### EXERCISE AIM
Determine the number of lines in the listing below in which the word "Some" is present, and state it without comment.

### PROVIDED RECORDS
- - - -
//! Tests for entry HTTP handlers.

use actix_web::http::StatusCode;
use actix_web::{App, test as actix_test, web};
use rstest::rstest;
use serde_json::{Value, json};

use super::*;
use crate::domain::{DataTypeId, ErrorCode, UserId};
use crate::inbound::http::data_types::{create_data_type, delete_data_type};
use crate::inbound::http::test_utils::{memory_state, test_session_middleware};

const OWNER: &str = "3fa85f64-5717-4562-b3fc-2c963f66afa6";

fn test_app() -> App<
    impl actix_web::dev::ServiceFactory<
        actix_web::dev::ServiceRequest,
        Config = (),
        Response = actix_web::dev::ServiceResponse,
        Error = actix_web::Error,
        InitError = (),
    >,
> {
    let owner = UserId::new(OWNER).expect("fixture owner");
    App::new()
        .app_data(web::Data::new(memory_state(Some(owner))))
        .wrap(test_session_middleware())
        .service(
            web::scope("/api")
                .service(create_data_type)
                .service(delete_data_type)
                .service(list_entries)
                .service(create_entry)
                .service(get_entry)
                .service(update_entry)
                .service(delete_entry),
        )
}

async fn send(
    app: &impl actix_web::dev::Service<
        actix_http::Request,
        Response = actix_web::dev::ServiceResponse,
        Error = actix_web::Error,
    >,
    request: actix_test::TestRequest,
) -> (StatusCode, Value) {
    let response = actix_test::call_service(app, request.to_request()).await;
    let status = response.status();
    let body = actix_test::read_body(response).await;
    (status, serde_json::from_slice(&body).expect("JSON body"))
}

struct WeightType {
    id: String,
    kg: String,
    note: String,
}

async fn create_weight_type(
    app: &impl actix_web::dev::Service<
        actix_http::Request,
        Response = actix_web::dev::ServiceResponse,
        Error = actix_web::Error,
    >,
) -> WeightType {
    let (status, body) = send(
        app,
        actix_test::TestRequest::post()
            .uri("/api/data-types")
            .set_json(json!({
                "name": "Weight",
                "frequency": "daily",
                "fields": [
                    { "name": "kg", "type": "number" },
                    { "name": "note", "type": "text", "required": false }
                ]
            })),
    )
    .await;
    assert_eq!(status, StatusCode::CREATED);
    let text = |pointer: &str| {
        body.pointer(pointer)
            .and_then(Value::as_str)
            .expect("string property")
            .to_owned()
    };
    WeightType {
        id: text("/id"),
        kg: text("/fields/0/id"),
        note: text("/fields/1/id"),
    }
}

fn weigh_in(data_type: &WeightType, date: &str, kg: Value) -> actix_test::TestRequest {
    actix_test::TestRequest::post()
        .uri("/api/entries")
        .set_json(json!({
            "dataTypeId": data_type.id,
            "date": date,
            "fields": [{ "fieldId": data_type.kg, "value": kg }]
        }))
}

async fn list(
    app: &impl actix_web::dev::Service<
        actix_http::Request,
        Response = actix_web::dev::ServiceResponse,
        Error = actix_web::Error,
    >,
    query: &str,
) -> Vec<Value> {
    let (status, body) = send(
        app,
        actix_test::TestRequest::get().uri(&format!("/api/entries{query}")),
    )
    .await;
    assert_eq!(status, StatusCode::OK);
    body.as_array().expect("entry array").clone()
}

#[rstest]
fn filters_convert_back_to_query_params() {
    let filter = EntryFilter {
        data_type_id: Some(DataTypeId::random()),
        start: parse_optional_bound(Some("2024-01-01"), START_FIELD, BoundEdge::StartOfDay)
            .expect("valid bound"),
        end: None,
    };
    let params = EntriesQueryParams::from(&filter);
    assert_eq!(params.start_date.as_deref(), Some("2024-01-01T00:00:00Z"));
    assert_eq!(EntryFilter::try_from(params).expect("valid filter"), filter);
}

#[rstest]
#[case("2024-01-31T23:59:59.999Z")]
#[case("2024-01-31T23:59:59.999999Z")]
#[case("2024-01-31T23:59:59.123456789Z")]
fn filter_bounds_keep_their_precision_on_the_wire(#[case] raw: &str) {
    let end = parse_optional_bound(Some(raw), START_FIELD, BoundEdge::EndOfDay)
        .expect("valid bound");
    let filter = EntryFilter {
        data_type_id: None,
        start: None,
        end,
    };
    let params = EntriesQueryParams::from(&filter);
    assert_eq!(params.end_date.as_deref(), Some(raw));
    assert_eq!(EntryFilter::try_from(params).expect("valid filter"), filter);
}

#[rstest]
fn malformed_field_ids_name_their_position() {
    let request = CreateEntryRequest {
        data_type_id: DataTypeId::random().to_string(),
        date: "2024-01-15".to_owned(),
        fields: vec![EntryFieldRequest {
            field_id: "kg".to_owned(),
            value: json!(1),
        }],
    };
    let err = EntryDraft::try_from(request).expect_err("invalid field id");
    assert_eq!(err.code(), ErrorCode::InvalidRequest);
    assert_eq!(
        err.details().and_then(|details| details.get("field")),
        Some(&json!("fields[0].fieldId"))
    );
}

#[actix_web::test]
async fn numeric_values_round_trip() {
    let app = actix_test::init_service(test_app()).await;
    let weight = create_weight_type(&app).await;

    let (status, created) =
        send(&app, weigh_in(&weight, "2024-01-15T07:00:00Z", json!(72.5))).await;
    assert_eq!(status, StatusCode::CREATED);
    assert_eq!(created["fields"][0]["value"], json!(72.5));

    let uri = format!("/api/entries/{}", created["id"].as_str().expect("id"));
    let (status, fetched) = send(&app, actix_test::TestRequest::get().uri(&uri)).await;
    assert_eq!(status, StatusCode::OK);
    assert_eq!(fetched["fields"][0]["value"], json!(72.5));
}

#[actix_web::test]
async fn missing_required_values_persist_nothing() {
    let app = actix_test::init_service(test_app()).await;
    let weight = create_weight_type(&app).await;

    let (status, body) = send(
        &app,
        actix_test::TestRequest::post().uri("/api/entries").set_json(json!({
            "dataTypeId": weight.id,
            "date": "2024-01-15",
            "fields": [{ "fieldId": weight.note, "value": "skipped" }]
        })),
    )
    .await;

    assert_eq!(status, StatusCode::BAD_REQUEST);
    assert_eq!(body["code"], "validation_failed");
    assert_eq!(
        body["details"]["violations"][0]["code"],
        "missing_required_field"
    );
    assert!(list(&app, "").await.is_empty());
}

#[actix_web::test]
async fn unknown_data_types_are_not_found() {
    let app = actix_test::init_service(test_app()).await;
    let ghost = WeightType {
        id: DataTypeId::random().to_string(),
        kg: DataTypeId::random().to_string(),
        note: DataTypeId::random().to_string(),
    };

    let (status, body) = send(&app, weigh_in(&ghost, "2024-01-15", json!(70))).await;

    assert_eq!(status, StatusCode::NOT_FOUND);
    assert_eq!(body["details"]["field"], "dataTypeId");
}

#[actix_web::test]
async fn date_range_is_inclusive_and_newest_first() {
    let app = actix_test::init_service(test_app()).await;
    let weight = create_weight_type(&app).await;
    for date in [
        "2023-12-31T23:59:59Z",
        "2024-01-01T00:00:00Z",
        "2024-01-31T23:59:59Z",
        "2024-02-01T00:00:00Z",
    ] {
        let (status, _) = send(&app, weigh_in(&weight, date, json!(70))).await;
        assert_eq!(status, StatusCode::CREATED);
    }

    let entries = list(&app, "?startDate=2024-01-01&endDate=2024-01-31").await;

    let dates: Vec<&str> = entries
        .iter()
        .filter_map(|entry| entry["date"].as_str())
        .collect();
    assert_eq!(dates.len(), 2);
    assert!(dates[0].starts_with("2024-01-31T23:59:59"));
    assert!(dates[1].starts_with("2024-01-01T00:00:00"));
}

#[rstest]
#[case("?startDate=yesterday", "startDate")]
#[case("?endDate=2024-02-30", "endDate")]
#[case("?dataTypeId=weight", "dataTypeId")]
#[actix_web::test]
async fn malformed_filters_are_bad_requests(#[case] query: &str, #[case] field: &str) {
    let app = actix_test::init_service(test_app()).await;

    let (status, body) = send(
        &app,
        actix_test::TestRequest::get().uri(&format!("/api/entries{query}")),
    )
    .await;

    assert_eq!(status, StatusCode::BAD_REQUEST);
    assert_eq!(body["details"]["field"], field);
}

#[actix_web::test]
async fn updates_revalidate_and_deletes_remove() {
    let app = actix_test::init_service(test_app()).await;
    let weight = create_weight_type(&app).await;
    let (_, created) = send(&app, weigh_in(&weight, "2024-01-15", json!(72.5))).await;
    let uri = format!("/api/entries/{}", created["id"].as_str().expect("id"));

    let (status, rejected) = send(
        &app,
        actix_test::TestRequest::put().uri(&uri).set_json(json!({
            "fields": [{ "fieldId": weight.kg, "value": "heavy" }]
        })),
    )
    .await;
    assert_eq!(status, StatusCode::BAD_REQUEST);
    assert_eq!(rejected["details"]["violations"][0]["code"], "type_mismatch");

    let (status, moved) = send(
        &app,
        actix_test::TestRequest::put()
            .uri(&uri)
            .set_json(json!({ "date": "2024-01-16" })),
    )
    .await;
    assert_eq!(status, StatusCode::OK);
    assert!(moved["date"].as_str().expect("date").starts_with("2024-01-16"));
    assert_eq!(moved["fields"], created["fields"]);

    let (status, deleted) = send(&app, actix_test::TestRequest::delete().uri(&uri)).await;
    assert_eq!(status, StatusCode::OK);
    assert_eq!(deleted, json!({ "success": true }));

    let (status, _) = send(&app, actix_test::TestRequest::delete().uri(&uri)).await;
    assert_eq!(status, StatusCode::NOT_FOUND);
}

#[actix_web::test]
async fn deleting_a_data_type_removes_its_entries() {
    let app = actix_test::init_service(test_app()).await;
    let weight = create_weight_type(&app).await;
    let (status, _) = send(&app, weigh_in(&weight, "2024-01-15", json!(72.5))).await;
    assert_eq!(status, StatusCode::CREATED);

    let (status, _) = send(
        &app,
        actix_test::TestRequest::delete().uri(&format!("/api/data-types/{}", weight.id)),
    )
    .await;
    assert_eq!(status, StatusCode::OK);

    assert!(list(&app, "").await.is_empty());
    assert!(
        list(&app, &format!("?dataTypeId={}", weight.id))
            .await
            .is_empty()
    );
}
- - - -
### ANSWER BOX
7